### WORK INSTRUCTIONS
State how many lines in the entries below hold the word "controller", with nothing besides the number.
---------- AVAILABLE DATA ----------
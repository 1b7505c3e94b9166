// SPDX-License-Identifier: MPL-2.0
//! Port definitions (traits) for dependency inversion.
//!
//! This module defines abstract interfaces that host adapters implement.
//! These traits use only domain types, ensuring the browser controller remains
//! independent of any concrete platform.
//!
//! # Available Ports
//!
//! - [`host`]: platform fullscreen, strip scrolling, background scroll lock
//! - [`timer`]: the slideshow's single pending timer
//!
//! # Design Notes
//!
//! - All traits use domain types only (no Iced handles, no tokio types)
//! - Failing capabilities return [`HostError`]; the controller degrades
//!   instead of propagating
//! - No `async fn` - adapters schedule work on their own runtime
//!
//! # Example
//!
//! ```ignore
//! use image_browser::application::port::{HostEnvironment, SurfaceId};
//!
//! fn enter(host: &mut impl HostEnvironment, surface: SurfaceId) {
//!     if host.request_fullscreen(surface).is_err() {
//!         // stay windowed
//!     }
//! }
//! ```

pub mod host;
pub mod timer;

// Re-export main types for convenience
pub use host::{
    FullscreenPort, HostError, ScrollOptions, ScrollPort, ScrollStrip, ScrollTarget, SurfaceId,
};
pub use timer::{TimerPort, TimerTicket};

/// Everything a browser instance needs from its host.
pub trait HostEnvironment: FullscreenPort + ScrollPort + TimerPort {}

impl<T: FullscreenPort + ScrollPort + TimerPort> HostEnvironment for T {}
----------
---------- AVAILABLE DATA ----------
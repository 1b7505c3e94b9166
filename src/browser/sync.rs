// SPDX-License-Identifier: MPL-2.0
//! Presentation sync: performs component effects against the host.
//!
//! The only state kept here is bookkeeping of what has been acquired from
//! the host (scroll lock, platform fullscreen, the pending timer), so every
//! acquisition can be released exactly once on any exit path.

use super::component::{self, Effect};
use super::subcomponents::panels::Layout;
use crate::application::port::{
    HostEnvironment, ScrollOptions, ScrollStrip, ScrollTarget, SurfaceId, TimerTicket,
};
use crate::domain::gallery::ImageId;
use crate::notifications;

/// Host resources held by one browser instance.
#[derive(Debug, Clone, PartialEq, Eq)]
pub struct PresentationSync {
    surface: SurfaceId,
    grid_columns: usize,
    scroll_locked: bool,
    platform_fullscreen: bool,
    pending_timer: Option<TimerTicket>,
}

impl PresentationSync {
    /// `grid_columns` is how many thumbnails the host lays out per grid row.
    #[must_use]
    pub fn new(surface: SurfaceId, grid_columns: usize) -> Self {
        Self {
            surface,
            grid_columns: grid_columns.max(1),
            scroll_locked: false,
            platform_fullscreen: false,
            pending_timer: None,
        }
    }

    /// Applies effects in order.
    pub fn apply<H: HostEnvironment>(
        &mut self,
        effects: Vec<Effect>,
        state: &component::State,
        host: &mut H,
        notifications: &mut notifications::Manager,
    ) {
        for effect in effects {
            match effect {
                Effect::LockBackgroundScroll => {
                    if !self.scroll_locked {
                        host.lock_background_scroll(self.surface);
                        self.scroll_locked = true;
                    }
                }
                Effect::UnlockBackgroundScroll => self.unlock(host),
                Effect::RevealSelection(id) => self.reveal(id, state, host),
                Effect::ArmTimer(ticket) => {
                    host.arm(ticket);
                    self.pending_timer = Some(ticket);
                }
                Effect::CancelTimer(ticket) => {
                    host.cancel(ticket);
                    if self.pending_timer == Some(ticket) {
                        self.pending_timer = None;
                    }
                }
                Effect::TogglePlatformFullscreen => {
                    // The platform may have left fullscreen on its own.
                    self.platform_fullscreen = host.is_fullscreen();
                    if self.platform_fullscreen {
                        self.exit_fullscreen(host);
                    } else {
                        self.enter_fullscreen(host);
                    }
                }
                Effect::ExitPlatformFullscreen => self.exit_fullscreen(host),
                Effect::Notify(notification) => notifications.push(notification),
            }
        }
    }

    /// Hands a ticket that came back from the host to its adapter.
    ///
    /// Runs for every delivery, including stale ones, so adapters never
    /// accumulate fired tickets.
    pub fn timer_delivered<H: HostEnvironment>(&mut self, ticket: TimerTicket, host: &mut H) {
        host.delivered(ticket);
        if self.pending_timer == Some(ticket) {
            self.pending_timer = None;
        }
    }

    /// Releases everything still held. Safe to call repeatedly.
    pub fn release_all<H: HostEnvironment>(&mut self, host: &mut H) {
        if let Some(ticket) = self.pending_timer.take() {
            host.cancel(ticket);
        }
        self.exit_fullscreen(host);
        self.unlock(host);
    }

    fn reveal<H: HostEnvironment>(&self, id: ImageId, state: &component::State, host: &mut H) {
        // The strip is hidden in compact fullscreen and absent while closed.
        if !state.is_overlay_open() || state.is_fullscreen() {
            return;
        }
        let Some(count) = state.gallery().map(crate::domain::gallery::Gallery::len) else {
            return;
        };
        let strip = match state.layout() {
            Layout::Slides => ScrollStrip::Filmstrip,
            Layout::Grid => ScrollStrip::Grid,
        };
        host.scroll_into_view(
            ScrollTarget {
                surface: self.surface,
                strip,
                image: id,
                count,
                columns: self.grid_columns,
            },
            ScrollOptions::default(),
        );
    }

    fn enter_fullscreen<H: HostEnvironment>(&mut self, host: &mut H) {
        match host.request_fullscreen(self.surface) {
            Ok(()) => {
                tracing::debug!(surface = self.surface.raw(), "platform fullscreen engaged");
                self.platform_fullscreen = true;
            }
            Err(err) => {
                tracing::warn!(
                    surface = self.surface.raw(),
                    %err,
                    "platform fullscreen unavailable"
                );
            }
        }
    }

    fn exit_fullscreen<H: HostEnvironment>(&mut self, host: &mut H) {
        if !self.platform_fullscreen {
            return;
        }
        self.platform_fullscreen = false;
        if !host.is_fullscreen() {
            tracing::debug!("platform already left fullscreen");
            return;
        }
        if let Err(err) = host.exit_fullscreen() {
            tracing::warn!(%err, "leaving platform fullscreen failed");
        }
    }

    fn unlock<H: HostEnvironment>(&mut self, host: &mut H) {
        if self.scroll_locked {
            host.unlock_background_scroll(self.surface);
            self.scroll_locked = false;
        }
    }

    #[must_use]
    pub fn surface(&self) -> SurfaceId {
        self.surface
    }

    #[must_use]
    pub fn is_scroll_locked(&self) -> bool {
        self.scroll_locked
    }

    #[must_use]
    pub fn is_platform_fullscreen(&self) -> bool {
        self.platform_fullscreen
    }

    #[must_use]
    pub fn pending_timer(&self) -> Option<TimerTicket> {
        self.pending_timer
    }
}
----------
### RESPONSE AREA
2